I was sent the exact same email a couple weeks ago, and I felt the "you should consider improving..." part to be a bit generic, so I called them up to ask if there was anything specific that they could turn me onto that was the cause of the problem, so that I could focus my efforts to improve that area.

After briefly being put on hold so the woman on the phone (can't remember her rank or name) could pull my file, she came back and said "Hmm, this seems fine to me." After being put back on hold again briefly so that she could check with the specific recruiter who'd reviewed my file, she confirmed to me that it was fine and would be sent to CFRC Toronto. Sure enough, it was, and I'm now waiting to do my CFAT at the end of March.

It's a big organization and sometimes things get overlooked or mistakes get made. I'm not saying that's what happened this time too, as generally speaking it's probably far more likely that it _didn't_ happen.
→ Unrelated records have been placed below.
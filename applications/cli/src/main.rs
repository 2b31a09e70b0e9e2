/// SoundCloud CLI - fetch tracks and users from the SoundCloud API
use anyhow::Context;
use clap::{Parser, Subcommand};
use serde::Serialize;
use soundcloud_client::{
    AsyncRequest, ClientConfig, CompletionLoop, CompletionQueue, Dispatcher, ReqwestTransport,
    SoundcloudClient,
};
use std::{path::PathBuf, sync::mpsc, sync::Arc};
use tracing_subscriber::{layer::SubscriberExt, util::SubscriberInitExt};

#[derive(Parser)]
#[command(name = "soundcloud")]
#[command(about = "Query the SoundCloud API", long_about = None)]
struct Cli {
    /// Configuration file path (defaults to ./soundcloud.toml if present)
    #[arg(short, long, global = true, env = "SOUNDCLOUD_CONFIG")]
    config: Option<PathBuf>,

    #[command(subcommand)]
    command: Commands,
}

#[derive(Subcommand)]
enum Commands {
    /// Show a single track
    Track {
        /// Track identifier
        id: i64,
    },
    /// Show a single user
    User {
        /// User identifier
        id: i64,
    },
    /// List the tracks uploaded by a user
    UserTracks {
        /// User identifier
        id: i64,
    },
    /// Search tracks by free text
    Search {
        /// Search text
        query: String,
        /// Maximum number of results
        #[arg(short, long)]
        limit: Option<u32>,
    },
}

type Completion<T> = Box<dyn FnOnce(soundcloud_client::Result<T>) + Send>;

fn main() -> anyhow::Result<()> {
    // Initialize tracing
    tracing_subscriber::registry()
        .with(
            tracing_subscriber::EnvFilter::try_from_default_env()
                .unwrap_or_else(|_| "soundcloud=info,soundcloud_client=info".into()),
        )
        .with(tracing_subscriber::fmt::layer().with_writer(std::io::stderr))
        .init();

    let cli = Cli::parse();

    let config = ClientConfig::load(cli.config.as_deref())?;
    tracing::info!("Using API at {}", config.api_url);

    // Requests run on the runtime; completions come back to this thread
    let runtime = tokio::runtime::Builder::new_multi_thread()
        .enable_all()
        .build()
        .context("failed to start async runtime")?;
    let (queue, mut completions) = CompletionQueue::new();
    let transport = Arc::new(ReqwestTransport::new(&config)?);
    let dispatcher = Dispatcher::with_runtime(transport, runtime.handle().clone(), queue);
    let client = SoundcloudClient::new(config, dispatcher);

    let output = match cli.command {
        Commands::Track { id } => fetch(&mut completions, |done| client.track(id, done))?,
        Commands::User { id } => fetch(&mut completions, |done| client.user(id, done))?,
        Commands::UserTracks { id } => {
            fetch(&mut completions, |done| client.user_tracks(id, done))?
        }
        Commands::Search { query, limit } => fetch(&mut completions, |done| {
            client.search_tracks(&query, limit, done)
        })?,
    };

    println!("{output}");
    Ok(())
}

/// Start one request, wait for its completion on this thread and render the
/// result as pretty JSON.
fn fetch<T, B>(completions: &mut CompletionLoop, build: B) -> anyhow::Result<String>
where
    T: Serialize + Send + 'static,
    B: FnOnce(Completion<T>) -> soundcloud_client::Result<AsyncRequest<T>>,
{
    let (tx, rx) = mpsc::channel();
    let mut request = build(Box::new(move |result| {
        let _ = tx.send(result);
    }))?;

    tracing::debug!("Requesting {}", request.descriptor().url());
    request.start()?;

    if !completions.run_next() {
        anyhow::bail!("completion loop closed before the request finished");
    }

    let value = rx
        .try_recv()
        .context("request finished without delivering a result")??;

    serde_json::to_string_pretty(&value).context("failed to render response")
}
//! Error types for the SoundCloud client.
//!
//! The client shares the SDK-wide error type so that results produced by
//! parse functions and by the request pipeline are interchangeable.

pub use soundcloud_core::error::{Result, SdkError, TransportError, TransportErrorKind};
But that being said, by calling, if there was an error, it may get corrected, and at the very least, you may be able to get some information on how _specifically_ your file was lacking and what can be done to remedy it.

Cheers,
Ryan


----------



## DAA (26 Feb 2013)

:goodpost:

Now that is what I call "initiative"!!!


----------



## JordanA (26 Feb 2013)

RyanHealy29 said:
			
		

> You might want to call them up and inquire as to what specifically it was that made your application uncompetitive.
> 
> I was sent the exact same email a couple weeks ago, and I felt the "you should consider improving..." part to be a bit generic, so I called them up to ask if there was anything specific that they could turn me onto that was the cause of the problem, so that I could focus my efforts to improve that area.
> 
> ...



I agree, you are the master of your own fate...don't wait around for things to happen! If something doesn't feel right call and ask! I know it might sound like an annoyance, however I applied at the end of January and have made multiple calls to the recruiter handling my file and in turn I'm sure that has sped up the process. I did my CFAT two weeks after I applied and I have my interview next week. It never hurts to call and ask. Not that I had an identical situation, but I called and asked about my file the following week after I applied, they had received it and were glad I called because apparently my file was a mess due to a Reserves application I submitted when I was 16...so everything got sorted and things are moving nicely. Make things happen for YOU! Good luck!


----------



## yamahaguitarguy (28 Feb 2013)

UPDATE!

So today I called the recruitment office and was told my app scored a 4 out of 5 in the grading system. Supply tech and traffic tech which I applied for need a 5 and armoured soldier is a 4 but not hiring. The recruiter told me several different trades that only need 3 or 4's so now I am researching the trades and emailing him back my new selections.


----------



## DAA (28 Feb 2013)

yamahaguitarguy said:
			
		

> The recruiter told me several different trades that only need 3 or 4's so now I am researching the trades and emailing him back my new selections.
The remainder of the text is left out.